To be fair, many brands we speak with are not embracing the mobile platform as quickly as they likely should, so the pressure is not on their agencies to come up with solutions.
But should the brands be driving the demand or should the agencies be creating the opportunity?
Sometimes tried and true is safer than the future, but we need to adopt new technology or risk being replaced by it.
For those starting to adopt it, simply slapping a QR code on an ad or directing consumers to your Web site through mobile banners is not enough. You are missing the real power of the medium.
We see a number of challenges for brands and agencies as they try to integrate a mobile strategy into their mix. Following are some ideas to consider if you are struggling as well:
1. Stay ahead of the trends. Print media, even though shrinking, is enjoying a higher percentage spend than the amount of time spent with it as consumers are moving more of their media consumption to mobile engagement versus print. Brands and agencies are not redirecting spend fast enough so ad dollars are wasted.
2. Get departments talking. Agencies with separate mobile departments need to force discussion and collaboration internally. Agencies without mobile departments need to partner with these specialty mobile agencies where most of the mobile brain trust resides today. You will not survive by trying to protect the existing model as long as possible.
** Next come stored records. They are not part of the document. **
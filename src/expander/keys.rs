// Logical key events consumed by the expansion controller

use crate::config::Settings;

/// A key press after platform translation
#[derive(Debug, Clone, Copy, PartialEq, Eq, Hash)]
pub enum LogicalKey {
    /// A printable character
    Character(char),
    Backspace,
    Space,
    Tab,
    Enter,
}

impl LogicalKey {
    /// Character the key leaves in the document, if any
    pub fn produced_char(self) -> Option<char> {
        match self {
            LogicalKey::Character(ch) => Some(ch),
            LogicalKey::Space => Some(' '),
            LogicalKey::Tab => Some('\t'),
            LogicalKey::Enter => Some('\n'),
            LogicalKey::Backspace => None,
        }
    }

    /// Whether `settings` allow this key to trigger an expansion
    pub fn triggers_expansion(self, settings: &Settings) -> bool {
        if !settings.enabled {
            return false;
        }
        match self {
            LogicalKey::Space => settings.trigger_on_space,
            LogicalKey::Tab => settings.trigger_on_tab,
            LogicalKey::Enter => settings.trigger_on_enter,
            LogicalKey::Character(_) | LogicalKey::Backspace => false,
        }
    }
}
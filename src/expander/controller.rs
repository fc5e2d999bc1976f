// Expansion controller - turns logical key events into text expansions
//
// The controller owns the rolling buffer and reads the active rule snapshot on
// every boundary key. While an expansion is being typed it is Suppressed and
// drops incoming events, so the sink's synthetic keystrokes never re-enter it.

use parking_lot::Mutex;
use std::sync::atomic::{AtomicBool, Ordering};
use std::sync::mpsc::{self, Sender};
use std::sync::Arc;
use std::thread::{self, JoinHandle};

use super::buffer::{RollingBuffer, DEFAULT_BUFFER_CAPACITY};
use super::keys::LogicalKey;
use super::matcher::{find_match, MatchResult};
use super::template::{RenderResult, TemplateProcessor};
use crate::config::{ConfigError, RuleSnapshot, RuleSource, SnapshotCell};
use crate::guard::{AllowAll, ExpansionGuard};
use crate::keyboard::{OutputSink, SinkError};
use crate::usage::ExpansionLogger;

/// What happened to a single key event
#[derive(Debug, Clone, PartialEq, Eq)]
pub enum KeyOutcome {
    /// Dropped: the controller is stopped or an expansion is in flight
    Ignored,
    /// Buffer updated, nothing expanded
    Buffered,
    /// The trigger was replaced by its rendered text
    Expanded(String),
    /// A rule matched but the guard refused the expansion
    Vetoed(String),
    /// The sink failed part-way; the buffer was cleared
    Failed(String),
}

/// Point-in-time view of the controller for status readers
#[derive(Debug, Clone, PartialEq, Eq)]
pub struct EngineStatus {
    pub running: bool,
    pub suppressed: bool,
    pub buffer: String,
    pub rule_count: usize,
}

/// Text expansion state machine
pub struct ExpansionController {
    buffer: RollingBuffer,
    snapshot: Arc<SnapshotCell>,
    sink: Mutex<Box<dyn OutputSink>>,
    guard: Arc<dyn ExpansionGuard>,
    templates: TemplateProcessor,
    logger: Option<Arc<dyn ExpansionLogger>>,
    running: AtomicBool,
    suppressed: AtomicBool,
    /// Serializes key events; held for the whole of an expansion
    event_lock: Mutex<()>,
}

impl ExpansionController {
    /// Create a stopped controller reading rules from `snapshot` and writing to `sink`
    pub fn new(snapshot: Arc<SnapshotCell>, sink: Box<dyn OutputSink>) -> Self {
        Self {
            buffer: RollingBuffer::new(DEFAULT_BUFFER_CAPACITY),
            snapshot,
            sink: Mutex::new(sink),
            guard: Arc::new(AllowAll),
            templates: TemplateProcessor::new(),
            logger: None,
            running: AtomicBool::new(false),
            suppressed: AtomicBool::new(false),
            event_lock: Mutex::new(()),
        }
    }

    pub fn with_guard(mut self, guard: Arc<dyn ExpansionGuard>) -> Self {
        self.guard = guard;
        self
    }

    pub fn with_logger(mut self, logger: Arc<dyn ExpansionLogger>) -> Self {
        self.logger = Some(logger);
        self
    }

    pub fn with_templates(mut self, templates: TemplateProcessor) -> Self {
        self.templates = templates;
        self
    }

    pub fn with_buffer_capacity(mut self, capacity: usize) -> Self {
        self.buffer = RollingBuffer::new(capacity);
        self
    }

    /// Begin accepting key events. Returns false if already running.
    pub fn start(&self) -> bool {
        if self.running.swap(true, Ordering::SeqCst) {
            return false;
        }
        // Whatever was typed while stopped is unknown
        self.buffer.clear();
        crate::info!("Expansion engine started");
        true
    }

    /// Stop accepting key events. An expansion already in flight completes.
    /// Returns false if already stopped.
    pub fn stop(&self) -> bool {
        if !self.running.swap(false, Ordering::SeqCst) {
            return false;
        }
        crate::info!("Expansion engine stopped");
        true
    }

    pub fn is_running(&self) -> bool {
        self.running.load(Ordering::SeqCst)
    }

    pub fn is_suppressed(&self) -> bool {
        self.suppressed.load(Ordering::SeqCst)
    }

    /// Whether a key event delivered now would be processed
    pub fn accepts_input(&self) -> bool {
        self.is_running() && !self.is_suppressed()
    }

    /// Process one logical key event to completion
    pub fn on_logical_key(&self, key: LogicalKey) -> KeyOutcome {
        if !self.accepts_input() {
            return KeyOutcome::Ignored;
        }
        let _event = self.event_lock.lock();
        // State may have changed while waiting for the previous event
        if !self.accepts_input() {
            return KeyOutcome::Ignored;
        }

        match key {
            LogicalKey::Character(ch) => {
                self.buffer.append(ch);
                KeyOutcome::Buffered
            }
            LogicalKey::Backspace => {
                self.buffer.remove_last();
                KeyOutcome::Buffered
            }
            LogicalKey::Space | LogicalKey::Tab | LogicalKey::Enter => {
                let snapshot = self.snapshot.current();
                let outcome = if key.triggers_expansion(&snapshot.settings()) {
                    self.try_expand(&snapshot)
                } else {
                    KeyOutcome::Buffered
                };
                if let Some(ch) = key.produced_char() {
                    self.buffer.append(ch);
                }
                outcome
            }
        }
    }

    fn try_expand(&self, snapshot: &RuleSnapshot) -> KeyOutcome {
        let found = match find_match(&self.buffer.contents(), snapshot) {
            Some(found) => found,
            None => return KeyOutcome::Buffered,
        };
        if found.trigger.is_empty() || found.rule.replacement.is_empty() {
            return KeyOutcome::Buffered;
        }

        self.suppressed.store(true, Ordering::SeqCst);
        let outcome = self.expand(&found, snapshot);
        self.suppressed.store(false, Ordering::SeqCst);
        outcome
    }

    fn expand(&self, found: &MatchResult, snapshot: &RuleSnapshot) -> KeyOutcome {
        if !self.guard.should_allow_expansion() {
            crate::debug!("Expansion of {} vetoed by guard", found.trigger);
            return KeyOutcome::Vetoed(found.trigger.clone());
        }

        let rendered = self.templates.render(&found.rule.replacement, snapshot.variables());
        if rendered.text.is_empty() {
            crate::debug!("Replacement for {} rendered empty, skipping", found.trigger);
            return KeyOutcome::Buffered;
        }

        let trigger_len = found.trigger.chars().count();
        if let Err(e) = self.emit(trigger_len, &rendered) {
            crate::error!("Expansion of {} failed: {}", found.trigger, e);
            self.buffer.clear();
            if let Some(logger) = &self.logger {
                logger.log_error(&format!("expansion of {} failed: {}", found.trigger, e));
            }
            return KeyOutcome::Failed(found.trigger.clone());
        }

        crate::debug!("Expanded {}", found.trigger);
        if snapshot.settings().log_expansions {
            if let Some(logger) = &self.logger {
                logger.log_expansion(&found.trigger);
            }
        }
        KeyOutcome::Expanded(found.trigger.clone())
    }

    /// Issue delete, type and cursor commands in order, keeping the buffer in step
    fn emit(&self, trigger_len: usize, rendered: &RenderResult) -> Result<(), SinkError> {
        let mut sink = self.sink.lock();
        sink.delete_backward(trigger_len)?;
        sink.type_text(&rendered.text)?;
        self.buffer.replace_suffix(trigger_len, &rendered.text);
        if rendered.cursor_offset > 0 {
            sink.move_cursor_left(rendered.cursor_offset)?;
        }
        Ok(())
    }

    /// Publish a new snapshot for subsequent events
    pub fn install_snapshot(&self, snapshot: RuleSnapshot) {
        let count = snapshot.rule_count();
        self.snapshot.install(snapshot);
        crate::info!("Installed rule snapshot with {} rules", count);
    }

    /// Re-read rules, variables and settings from `source`.
    ///
    /// On failure the previous snapshot stays installed and the error is
    /// reported to the log and the usage logger.
    pub fn reload(&self, source: &dyn RuleSource) -> Result<usize, ConfigError> {
        match source.load_config() {
            Ok(config) => {
                let snapshot = RuleSnapshot::from(&config);
                let count = snapshot.rule_count();
                self.install_snapshot(snapshot);
                Ok(count)
            }
            Err(e) => {
                crate::error!("Config reload failed, keeping previous rules: {}", e);
                if let Some(logger) = &self.logger {
                    logger.log_error(&format!("config reload failed: {}", e));
                }
                Err(e)
            }
        }
    }

    pub fn snapshot(&self) -> Arc<RuleSnapshot> {
        self.snapshot.current()
    }

    pub fn buffer_contents(&self) -> String {
        self.buffer.contents()
    }

    pub fn status(&self) -> EngineStatus {
        EngineStatus {
            running: self.is_running(),
            suppressed: self.is_suppressed(),
            buffer: self.buffer.contents(),
            rule_count: self.snapshot.current().rule_count(),
        }
    }
}

/// Commands sent to the expansion worker thread
enum WorkerCommand {
    Key(LogicalKey),
    Shutdown,
}

/// Handle to the thread that feeds key events into the controller.
///
/// The OS hook thread only enqueues; synthetic typing happens on the worker.
/// When dropped, the worker is shut down and joined.
pub struct ExpansionThreadHandle {
    sender: Sender<WorkerCommand>,
    thread: Option<JoinHandle<()>>,
}

impl ExpansionThreadHandle {
    /// Spawn the worker for `controller`
    pub fn spawn(controller: Arc<ExpansionController>) -> Self {
        let (sender, receiver) = mpsc::channel();

        let thread = thread::spawn(move || {
            crate::debug!("Expansion worker started");
            while let Ok(command) = receiver.recv() {
                match command {
                    WorkerCommand::Key(key) => {
                        controller.on_logical_key(key);
                    }
                    WorkerCommand::Shutdown => break,
                }
            }
            crate::debug!("Expansion worker exiting");
        });

        Self {
            sender,
            thread: Some(thread),
        }
    }

    /// Queue a key event. Returns false if the worker has exited.
    pub fn submit(&self, key: LogicalKey) -> bool {
        self.sender.send(WorkerCommand::Key(key)).is_ok()
    }

    /// A cloneable sender for the key hook callback
    pub fn key_sender(&self) -> KeySender {
        KeySender {
            sender: self.sender.clone(),
        }
    }

    /// Stop the worker after the queued events are processed
    pub fn shutdown(mut self) {
        self.join();
    }

    fn join(&mut self) {
        // Ignore errors if thread already exited
        let _ = self.sender.send(WorkerCommand::Shutdown);
        if let Some(thread) = self.thread.take() {
            let _ = thread.join();
        }
    }
}

impl Drop for ExpansionThreadHandle {
    fn drop(&mut self) {
        self.join();
    }
}

/// Sending half of the worker queue, usable from other threads
#[derive(Clone)]
pub struct KeySender {
    sender: Sender<WorkerCommand>,
}

impl KeySender {
    pub fn submit(&self, key: LogicalKey) -> bool {
        self.sender.send(WorkerCommand::Key(key)).is_ok()
    }
}

#[cfg(test)]
#[path = "controller_test.rs"]
mod tests;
3. Start with mobile Web. If you have no place to send a consumer via their mobile device for a good experience then your strategy fails. Your non-optimized Web site is not a good answer. Start with understanding how to repurpose or complement your message with a strong mobile Web experience for your consumer.
4. Take advantage of technology. Mobile, if done correctly, gives you immense power. Integrating a mobile strategy can give you real-time metrics and help you build direct dialogue with consumers.
5. Use mobile to connect your consumer to your social strategy. Now you can drive your traditional print and out-of-home campaigns to your social media strategy through the mobile device. Whether you want people to like you on Facebook, select you on Pinterest, download your application, or any number of other strategies, the most powerful opportunity is when you create a real and ongoing dialogue with your consumer.
MOBILE IS A relatively new medium and the technology changes will continue to outpace marketers’ ability to adapt and keep up for quite some time, but you have to be heading in the right direction.